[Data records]
-*-

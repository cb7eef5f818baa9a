use crate::infra::AppState;
use axum::http::{header, StatusCode};
use axum::response::IntoResponse;
use axum::Extension;
use axum::Json;
use ojt_placement::workflows::placement::{placement_router, PlacementService};
use serde_json::json;
use std::sync::Arc;

pub(crate) fn with_placement_routes(service: Arc<PlacementService>) -> axum::Router {
    placement_router(service)
        .route("/health", axum::routing::get(healthcheck))
        .route("/ready", axum::routing::get(readiness_endpoint))
        .route("/metrics", axum::routing::get(metrics_endpoint))
}

pub(crate) async fn healthcheck() -> Json<serde_json::Value> {
    Json(json!({ "status": "ok" }))
}

pub(crate) async fn readiness_endpoint(Extension(state): Extension<AppState>) -> impl IntoResponse {
    let ready = state.readiness.load(std::sync::atomic::Ordering::Relaxed);
    let status = if ready {
        StatusCode::OK
    } else {
        StatusCode::SERVICE_UNAVAILABLE
    };

    let payload = if ready {
        json!({ "status": "ready" })
    } else {
        json!({ "status": "initializing" })
    };

    (status, Json(payload))
}

pub(crate) async fn metrics_endpoint(Extension(state): Extension<AppState>) -> impl IntoResponse {
    (
        StatusCode::OK,
        [(header::CONTENT_TYPE, "text/plain; version=0.0.4")],
        state.metrics.render(),
    )
}
use crate::demo::{run_demo, run_term_preview, DemoArgs, TermArgs};
use crate::server;
use clap::{Args, Parser, Subcommand};
use ojt_placement::error::AppError;

#[derive(Parser, Debug)]
#[command(
    name = "OJT Placement",
    about = "Run the internship placement service or exercise its workflow from the command line",
    version
)]
struct Cli {
    #[command(subcommand)]
    command: Option<Command>,
}

#[derive(Subcommand, Debug)]
enum Command {
    /// Start the HTTP service (default command)
    Serve(ServeArgs),
    /// Compute an internship term's end date and required hours
    Term(TermArgs),
    /// Run the applied -> shortlisted -> selected -> signed -> MOA scenario in memory
    Demo(DemoArgs),
}

#[derive(Args, Debug, Default)]
pub(crate) struct ServeArgs {
    /// Override the configured host for the HTTP server
    #[arg(long)]
    pub(crate) host: Option<String>,
    /// Override the configured port for the HTTP server
    #[arg(long)]
    pub(crate) port: Option<u16>,
}

pub(crate) async fn run() -> Result<(), AppError> {
    let cli = Cli::parse();
    let command = cli
        .command
        .unwrap_or_else(|| Command::Serve(ServeArgs::default()));

    match command {
        Command::Serve(args) => server::run(args).await,
        Command::Term(args) => run_term_preview(args),
        Command::Demo(args) => run_demo(args).await,
    }
}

-*-

■ TASK INSTRUCTIONS:
All lines of the data are to be repeated exactly as they stand.

■ RESULT FOR THIS TASK:
repository cb7eef5f818baa9a
use crate::infra::AppState;
use axum::http::{header, StatusCode};
use axum::response::IntoResponse;
use axum::Extension;
use axum::Json;
use ojt_placement::workflows::placement::{placement_router, PlacementService};
use serde_json::json;
use std::sync::Arc;

pub(crate) fn with_placement_routes(service: Arc<PlacementService>) -> axum::Router {
    placement_router(service)
        .route("/health", axum::routing::get(healthcheck))
        .route("/ready", axum::routing::get(readiness_endpoint))
        .route("/metrics", axum::routing::get(metrics_endpoint))
}

pub(crate) async fn healthcheck() -> Json<serde_json::Value> {
    Json(json!({ "status": "ok" }))
}

pub(crate) async fn readiness_endpoint(Extension(state): Extension<AppState>) -> impl IntoResponse {
    let ready = state.readiness.load(std::sync::atomic::Ordering::Relaxed);
    let status = if ready {
        StatusCode::OK
    } else {
        StatusCode::SERVICE_UNAVAILABLE
    };

    let payload = if ready {
        json!({ "status": "ready" })
    } else {
        json!({ "status": "initializing" })
    };

    (status, Json(payload))
}

pub(crate) async fn metrics_endpoint(Extension(state): Extension<AppState>) -> impl IntoResponse {
    (
        StatusCode::OK,
        [(header::CONTENT_TYPE, "text/plain; version=0.0.4")],
        state.metrics.render(),
    )
}
use crate::demo::{run_demo, run_term_preview, DemoArgs, TermArgs};
use crate::server;
use clap::{Args, Parser, Subcommand};
use ojt_placement::error::AppError;

#[derive(Parser, Debug)]
#[command(
    name = "OJT Placement",
    about = "Run the internship placement service or exercise its workflow from the command line",
    version
)]
struct Cli {
    #[command(subcommand)]
    command: Option<Command>,
}

#[derive(Subcommand, Debug)]
enum Command {
    /// Start the HTTP service (default command)
    Serve(ServeArgs),
    /// Compute an internship term's end date and required hours
    Term(TermArgs),
    /// Run the applied -> shortlisted -> selected -> signed -> MOA scenario in memory
    Demo(DemoArgs),
}

#[derive(Args, Debug, Default)]
pub(crate) struct ServeArgs {
    /// Override the configured host for the HTTP server
    #[arg(long)]
    pub(crate) host: Option<String>,
    /// Override the configured port for the HTTP server
    #[arg(long)]
    pub(crate) port: Option<u16>,
}

pub(crate) async fn run() -> Result<(), AppError> {
    let cli = Cli::parse();
    let command = cli
        .command
        .unwrap_or_else(|| Command::Serve(ServeArgs::default()));

    match command {
        Command::Serve(args) => server::run(args).await,
        Command::Term(args) => run_term_preview(args),
        Command::Demo(args) => run_demo(args).await,
    }
}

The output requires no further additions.